■ Assignment: Lift out all lines below that contain "expected".

■ Material for this exercise:
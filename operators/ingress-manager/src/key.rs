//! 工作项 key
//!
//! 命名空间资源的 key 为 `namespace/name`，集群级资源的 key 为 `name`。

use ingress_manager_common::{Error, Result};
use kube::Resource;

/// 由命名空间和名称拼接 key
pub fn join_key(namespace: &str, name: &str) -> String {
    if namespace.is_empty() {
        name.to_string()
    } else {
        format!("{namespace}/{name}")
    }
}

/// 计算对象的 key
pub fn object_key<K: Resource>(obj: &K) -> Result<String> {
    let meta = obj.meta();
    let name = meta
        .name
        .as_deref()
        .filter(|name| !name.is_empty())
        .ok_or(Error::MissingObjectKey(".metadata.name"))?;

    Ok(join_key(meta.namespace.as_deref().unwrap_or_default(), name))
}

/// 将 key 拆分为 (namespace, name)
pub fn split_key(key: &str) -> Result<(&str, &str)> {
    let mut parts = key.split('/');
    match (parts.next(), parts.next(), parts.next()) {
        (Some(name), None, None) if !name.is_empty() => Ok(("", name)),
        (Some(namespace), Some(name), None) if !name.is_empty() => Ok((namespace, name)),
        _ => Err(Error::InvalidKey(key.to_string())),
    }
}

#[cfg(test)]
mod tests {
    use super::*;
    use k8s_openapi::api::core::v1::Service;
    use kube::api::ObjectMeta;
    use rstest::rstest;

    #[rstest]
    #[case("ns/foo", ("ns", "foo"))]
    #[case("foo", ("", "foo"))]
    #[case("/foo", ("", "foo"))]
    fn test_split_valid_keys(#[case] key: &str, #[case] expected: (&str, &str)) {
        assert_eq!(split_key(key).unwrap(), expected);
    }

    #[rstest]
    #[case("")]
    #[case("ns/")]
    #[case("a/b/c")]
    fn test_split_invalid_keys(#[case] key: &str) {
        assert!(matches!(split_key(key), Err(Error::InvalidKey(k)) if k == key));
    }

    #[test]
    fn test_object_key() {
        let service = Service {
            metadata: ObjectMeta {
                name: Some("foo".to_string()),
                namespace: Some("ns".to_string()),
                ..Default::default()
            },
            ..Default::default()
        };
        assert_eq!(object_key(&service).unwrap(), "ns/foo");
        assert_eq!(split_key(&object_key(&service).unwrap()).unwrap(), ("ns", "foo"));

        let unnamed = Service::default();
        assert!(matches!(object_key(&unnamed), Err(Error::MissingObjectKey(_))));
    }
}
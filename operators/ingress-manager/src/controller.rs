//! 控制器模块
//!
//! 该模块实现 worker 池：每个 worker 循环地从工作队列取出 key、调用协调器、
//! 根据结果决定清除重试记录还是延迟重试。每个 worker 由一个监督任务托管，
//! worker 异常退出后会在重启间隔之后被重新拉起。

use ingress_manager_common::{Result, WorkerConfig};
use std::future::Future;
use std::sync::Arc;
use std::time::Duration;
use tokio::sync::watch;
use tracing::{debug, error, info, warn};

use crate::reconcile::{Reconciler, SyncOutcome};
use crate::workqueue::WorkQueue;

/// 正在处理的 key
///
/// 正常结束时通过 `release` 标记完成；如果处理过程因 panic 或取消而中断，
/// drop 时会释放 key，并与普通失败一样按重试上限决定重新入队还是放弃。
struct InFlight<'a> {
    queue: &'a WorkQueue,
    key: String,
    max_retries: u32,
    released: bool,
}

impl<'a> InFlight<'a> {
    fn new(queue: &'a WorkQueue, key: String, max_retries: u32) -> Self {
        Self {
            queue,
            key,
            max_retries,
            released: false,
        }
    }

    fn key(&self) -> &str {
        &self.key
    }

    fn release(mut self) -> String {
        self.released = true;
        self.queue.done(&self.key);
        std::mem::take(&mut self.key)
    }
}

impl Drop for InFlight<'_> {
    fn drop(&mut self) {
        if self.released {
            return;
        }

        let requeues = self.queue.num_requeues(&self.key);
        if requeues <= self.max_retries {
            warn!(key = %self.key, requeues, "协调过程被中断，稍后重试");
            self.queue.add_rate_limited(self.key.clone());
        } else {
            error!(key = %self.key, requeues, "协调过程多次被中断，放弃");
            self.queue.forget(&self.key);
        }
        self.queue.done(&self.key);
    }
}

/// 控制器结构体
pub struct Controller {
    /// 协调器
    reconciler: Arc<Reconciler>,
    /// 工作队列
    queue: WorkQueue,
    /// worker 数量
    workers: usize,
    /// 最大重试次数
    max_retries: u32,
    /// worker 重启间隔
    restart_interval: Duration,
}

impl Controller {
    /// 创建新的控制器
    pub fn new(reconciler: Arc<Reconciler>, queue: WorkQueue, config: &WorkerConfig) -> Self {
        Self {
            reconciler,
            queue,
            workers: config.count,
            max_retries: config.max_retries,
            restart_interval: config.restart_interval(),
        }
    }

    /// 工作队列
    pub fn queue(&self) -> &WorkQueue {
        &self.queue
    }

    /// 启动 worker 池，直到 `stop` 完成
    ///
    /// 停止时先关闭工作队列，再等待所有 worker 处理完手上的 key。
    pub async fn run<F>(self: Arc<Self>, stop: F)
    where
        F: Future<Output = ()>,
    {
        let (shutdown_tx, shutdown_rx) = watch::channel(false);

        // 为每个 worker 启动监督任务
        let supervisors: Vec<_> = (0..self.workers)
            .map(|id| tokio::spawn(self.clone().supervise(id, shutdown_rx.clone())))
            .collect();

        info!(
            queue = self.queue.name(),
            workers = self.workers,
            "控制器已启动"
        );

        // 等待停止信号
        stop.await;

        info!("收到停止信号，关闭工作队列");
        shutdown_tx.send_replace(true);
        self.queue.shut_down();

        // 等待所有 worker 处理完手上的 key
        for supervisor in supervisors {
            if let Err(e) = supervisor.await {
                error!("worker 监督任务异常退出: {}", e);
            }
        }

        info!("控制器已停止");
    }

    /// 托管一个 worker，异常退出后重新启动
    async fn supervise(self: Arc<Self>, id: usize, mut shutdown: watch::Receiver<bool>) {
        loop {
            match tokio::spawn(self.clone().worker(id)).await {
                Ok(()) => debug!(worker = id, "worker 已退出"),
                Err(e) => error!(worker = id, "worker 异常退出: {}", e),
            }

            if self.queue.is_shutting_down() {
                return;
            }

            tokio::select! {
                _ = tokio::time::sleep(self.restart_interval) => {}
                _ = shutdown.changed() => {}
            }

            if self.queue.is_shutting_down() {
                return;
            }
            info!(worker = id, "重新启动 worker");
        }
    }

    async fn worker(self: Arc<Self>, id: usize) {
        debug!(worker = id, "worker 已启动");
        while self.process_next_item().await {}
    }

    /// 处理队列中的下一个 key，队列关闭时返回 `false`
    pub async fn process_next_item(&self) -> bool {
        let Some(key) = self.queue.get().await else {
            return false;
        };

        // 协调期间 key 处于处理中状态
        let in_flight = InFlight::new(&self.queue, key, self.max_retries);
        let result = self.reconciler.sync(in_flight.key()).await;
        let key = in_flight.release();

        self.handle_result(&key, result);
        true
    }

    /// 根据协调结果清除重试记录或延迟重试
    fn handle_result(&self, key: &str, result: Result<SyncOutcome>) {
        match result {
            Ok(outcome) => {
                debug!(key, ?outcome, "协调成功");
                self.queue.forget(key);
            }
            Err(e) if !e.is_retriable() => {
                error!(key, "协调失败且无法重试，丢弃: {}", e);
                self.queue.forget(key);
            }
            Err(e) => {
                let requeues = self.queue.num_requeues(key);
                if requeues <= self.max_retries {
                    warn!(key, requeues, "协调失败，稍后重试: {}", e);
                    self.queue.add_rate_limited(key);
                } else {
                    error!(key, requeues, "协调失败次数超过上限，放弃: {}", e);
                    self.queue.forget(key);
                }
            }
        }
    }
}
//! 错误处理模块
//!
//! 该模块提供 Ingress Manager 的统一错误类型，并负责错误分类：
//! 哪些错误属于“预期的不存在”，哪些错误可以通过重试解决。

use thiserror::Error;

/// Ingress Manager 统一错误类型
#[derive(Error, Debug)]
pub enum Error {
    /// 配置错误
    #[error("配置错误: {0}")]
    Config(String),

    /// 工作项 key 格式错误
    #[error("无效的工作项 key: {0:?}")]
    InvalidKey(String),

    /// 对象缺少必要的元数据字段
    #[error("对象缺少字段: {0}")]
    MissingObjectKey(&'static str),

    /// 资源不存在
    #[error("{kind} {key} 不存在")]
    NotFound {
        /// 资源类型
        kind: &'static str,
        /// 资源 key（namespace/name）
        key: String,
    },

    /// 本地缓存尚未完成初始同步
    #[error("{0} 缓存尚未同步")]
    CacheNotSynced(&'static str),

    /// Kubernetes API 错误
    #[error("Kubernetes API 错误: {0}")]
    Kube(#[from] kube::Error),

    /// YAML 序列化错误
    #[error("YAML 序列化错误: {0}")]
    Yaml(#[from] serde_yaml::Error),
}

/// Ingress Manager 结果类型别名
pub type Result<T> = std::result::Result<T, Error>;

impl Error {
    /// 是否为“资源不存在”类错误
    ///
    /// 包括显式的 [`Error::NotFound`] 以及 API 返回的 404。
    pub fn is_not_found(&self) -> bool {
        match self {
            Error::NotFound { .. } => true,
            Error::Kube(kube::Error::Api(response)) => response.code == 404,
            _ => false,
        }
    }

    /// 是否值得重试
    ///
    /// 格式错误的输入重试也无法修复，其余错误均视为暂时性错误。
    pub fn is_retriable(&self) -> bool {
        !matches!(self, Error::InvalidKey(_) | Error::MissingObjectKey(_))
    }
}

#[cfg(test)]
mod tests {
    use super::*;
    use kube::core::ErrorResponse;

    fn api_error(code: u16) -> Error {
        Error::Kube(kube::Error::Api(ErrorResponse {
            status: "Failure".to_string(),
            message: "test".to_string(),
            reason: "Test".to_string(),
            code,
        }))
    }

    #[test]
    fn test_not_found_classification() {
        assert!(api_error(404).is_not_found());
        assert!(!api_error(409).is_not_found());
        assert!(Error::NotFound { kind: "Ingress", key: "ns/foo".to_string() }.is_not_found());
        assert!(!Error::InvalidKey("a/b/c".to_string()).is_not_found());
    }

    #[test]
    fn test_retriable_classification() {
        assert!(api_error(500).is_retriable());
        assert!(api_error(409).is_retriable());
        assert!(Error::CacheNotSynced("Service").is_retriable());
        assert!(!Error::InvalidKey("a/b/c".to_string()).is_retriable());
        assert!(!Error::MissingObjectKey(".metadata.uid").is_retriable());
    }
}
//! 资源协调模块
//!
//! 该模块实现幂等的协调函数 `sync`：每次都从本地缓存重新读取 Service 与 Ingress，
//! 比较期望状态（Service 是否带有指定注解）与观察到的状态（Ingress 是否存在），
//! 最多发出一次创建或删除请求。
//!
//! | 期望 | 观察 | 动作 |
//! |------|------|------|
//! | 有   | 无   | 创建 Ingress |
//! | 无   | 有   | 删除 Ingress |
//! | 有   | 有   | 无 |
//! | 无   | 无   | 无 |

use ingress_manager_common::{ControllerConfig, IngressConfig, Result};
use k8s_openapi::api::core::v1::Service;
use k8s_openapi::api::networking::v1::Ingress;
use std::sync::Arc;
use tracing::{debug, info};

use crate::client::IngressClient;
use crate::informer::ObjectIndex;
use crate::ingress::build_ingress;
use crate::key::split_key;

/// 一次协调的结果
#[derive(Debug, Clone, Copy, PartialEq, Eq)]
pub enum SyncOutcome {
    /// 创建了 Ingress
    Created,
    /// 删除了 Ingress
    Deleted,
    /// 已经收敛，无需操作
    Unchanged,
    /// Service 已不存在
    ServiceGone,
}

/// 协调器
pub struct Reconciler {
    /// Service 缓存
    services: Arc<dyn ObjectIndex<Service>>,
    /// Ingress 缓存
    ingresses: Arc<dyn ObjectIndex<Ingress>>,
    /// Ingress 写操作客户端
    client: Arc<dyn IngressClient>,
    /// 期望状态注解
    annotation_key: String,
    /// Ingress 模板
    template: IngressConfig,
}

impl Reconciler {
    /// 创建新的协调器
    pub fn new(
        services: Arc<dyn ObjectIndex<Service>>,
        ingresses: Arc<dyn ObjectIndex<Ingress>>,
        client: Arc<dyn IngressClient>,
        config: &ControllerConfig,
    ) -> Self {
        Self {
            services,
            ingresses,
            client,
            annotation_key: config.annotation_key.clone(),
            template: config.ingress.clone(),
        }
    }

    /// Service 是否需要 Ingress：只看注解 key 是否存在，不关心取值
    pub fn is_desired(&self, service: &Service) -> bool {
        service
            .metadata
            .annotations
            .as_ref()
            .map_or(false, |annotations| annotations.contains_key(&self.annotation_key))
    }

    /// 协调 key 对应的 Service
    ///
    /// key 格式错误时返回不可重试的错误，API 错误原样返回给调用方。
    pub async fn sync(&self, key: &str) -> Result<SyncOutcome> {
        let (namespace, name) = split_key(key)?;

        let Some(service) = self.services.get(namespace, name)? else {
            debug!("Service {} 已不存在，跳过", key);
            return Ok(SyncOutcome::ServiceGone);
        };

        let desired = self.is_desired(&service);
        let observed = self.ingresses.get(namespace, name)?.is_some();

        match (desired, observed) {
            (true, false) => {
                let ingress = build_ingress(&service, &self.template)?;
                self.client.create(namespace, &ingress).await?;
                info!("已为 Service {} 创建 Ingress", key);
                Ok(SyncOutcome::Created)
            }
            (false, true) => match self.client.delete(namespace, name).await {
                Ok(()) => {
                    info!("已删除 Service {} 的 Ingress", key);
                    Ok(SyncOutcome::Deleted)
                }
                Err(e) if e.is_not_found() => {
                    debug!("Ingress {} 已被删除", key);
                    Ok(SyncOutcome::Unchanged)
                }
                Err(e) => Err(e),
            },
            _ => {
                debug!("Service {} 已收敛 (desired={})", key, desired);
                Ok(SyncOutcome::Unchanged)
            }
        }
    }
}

---

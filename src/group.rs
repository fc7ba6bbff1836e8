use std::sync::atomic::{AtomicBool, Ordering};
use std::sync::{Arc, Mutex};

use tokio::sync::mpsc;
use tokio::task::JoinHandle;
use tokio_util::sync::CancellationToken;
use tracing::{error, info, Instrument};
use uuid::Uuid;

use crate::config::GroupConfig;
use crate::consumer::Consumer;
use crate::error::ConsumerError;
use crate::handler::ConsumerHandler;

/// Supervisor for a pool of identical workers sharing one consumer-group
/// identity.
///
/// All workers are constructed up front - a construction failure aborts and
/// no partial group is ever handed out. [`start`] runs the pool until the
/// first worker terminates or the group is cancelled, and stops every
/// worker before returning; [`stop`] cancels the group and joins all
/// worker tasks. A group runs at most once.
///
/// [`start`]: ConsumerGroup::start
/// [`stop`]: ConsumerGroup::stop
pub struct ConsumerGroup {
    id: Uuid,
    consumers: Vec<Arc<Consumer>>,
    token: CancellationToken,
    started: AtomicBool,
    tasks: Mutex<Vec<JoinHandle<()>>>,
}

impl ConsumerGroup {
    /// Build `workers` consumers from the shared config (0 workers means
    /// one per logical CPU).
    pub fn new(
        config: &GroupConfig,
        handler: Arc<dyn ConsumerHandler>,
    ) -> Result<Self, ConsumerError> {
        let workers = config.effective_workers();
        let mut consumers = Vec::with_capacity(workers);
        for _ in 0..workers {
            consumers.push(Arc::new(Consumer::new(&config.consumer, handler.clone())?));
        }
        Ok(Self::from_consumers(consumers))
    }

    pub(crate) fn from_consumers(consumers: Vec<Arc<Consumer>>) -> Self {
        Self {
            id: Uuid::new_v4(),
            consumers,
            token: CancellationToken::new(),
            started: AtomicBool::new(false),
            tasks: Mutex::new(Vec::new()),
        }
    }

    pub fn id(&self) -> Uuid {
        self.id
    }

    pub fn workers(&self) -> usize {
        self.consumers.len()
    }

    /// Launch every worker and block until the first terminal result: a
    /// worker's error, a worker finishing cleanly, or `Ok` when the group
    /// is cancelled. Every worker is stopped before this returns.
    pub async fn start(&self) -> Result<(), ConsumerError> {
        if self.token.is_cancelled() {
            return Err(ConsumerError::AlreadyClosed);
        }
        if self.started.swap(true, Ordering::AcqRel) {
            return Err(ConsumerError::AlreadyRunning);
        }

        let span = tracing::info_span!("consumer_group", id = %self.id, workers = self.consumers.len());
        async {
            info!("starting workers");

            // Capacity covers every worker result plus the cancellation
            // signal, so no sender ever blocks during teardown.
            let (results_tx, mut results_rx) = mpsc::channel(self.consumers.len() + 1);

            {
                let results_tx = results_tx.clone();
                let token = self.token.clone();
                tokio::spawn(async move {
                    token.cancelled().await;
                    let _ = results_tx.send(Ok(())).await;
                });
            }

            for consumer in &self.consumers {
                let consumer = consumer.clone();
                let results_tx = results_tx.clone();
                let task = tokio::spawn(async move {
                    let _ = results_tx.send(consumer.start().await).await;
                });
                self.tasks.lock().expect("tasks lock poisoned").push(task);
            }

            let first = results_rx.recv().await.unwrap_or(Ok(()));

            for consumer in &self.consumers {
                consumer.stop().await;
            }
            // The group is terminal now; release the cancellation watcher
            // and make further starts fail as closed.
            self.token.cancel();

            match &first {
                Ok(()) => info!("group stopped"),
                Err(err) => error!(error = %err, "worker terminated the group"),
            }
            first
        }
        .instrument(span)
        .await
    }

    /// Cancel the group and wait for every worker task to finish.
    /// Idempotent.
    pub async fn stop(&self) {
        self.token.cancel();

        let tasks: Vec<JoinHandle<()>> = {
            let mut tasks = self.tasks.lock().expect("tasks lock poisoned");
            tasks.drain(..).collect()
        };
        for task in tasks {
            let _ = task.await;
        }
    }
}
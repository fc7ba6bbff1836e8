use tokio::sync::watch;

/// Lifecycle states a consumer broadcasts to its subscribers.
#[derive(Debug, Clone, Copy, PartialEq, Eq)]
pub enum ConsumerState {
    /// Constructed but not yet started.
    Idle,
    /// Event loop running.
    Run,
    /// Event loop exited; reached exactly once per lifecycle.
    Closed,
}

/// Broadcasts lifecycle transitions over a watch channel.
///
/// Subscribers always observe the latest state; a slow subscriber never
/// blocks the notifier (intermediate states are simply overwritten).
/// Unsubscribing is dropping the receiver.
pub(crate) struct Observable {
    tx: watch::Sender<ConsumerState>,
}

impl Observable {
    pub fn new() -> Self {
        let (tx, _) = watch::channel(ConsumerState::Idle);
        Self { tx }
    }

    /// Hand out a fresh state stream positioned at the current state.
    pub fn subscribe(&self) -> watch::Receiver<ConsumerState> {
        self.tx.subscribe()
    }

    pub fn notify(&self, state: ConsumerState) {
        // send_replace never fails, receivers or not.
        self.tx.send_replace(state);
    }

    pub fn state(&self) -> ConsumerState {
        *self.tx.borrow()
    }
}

■ Completed task:
    fn test_split_valid_keys(#[case] key: &str, #[case] expected: (&str, &str)) {
        assert_eq!(split_key(key).unwrap(), expected);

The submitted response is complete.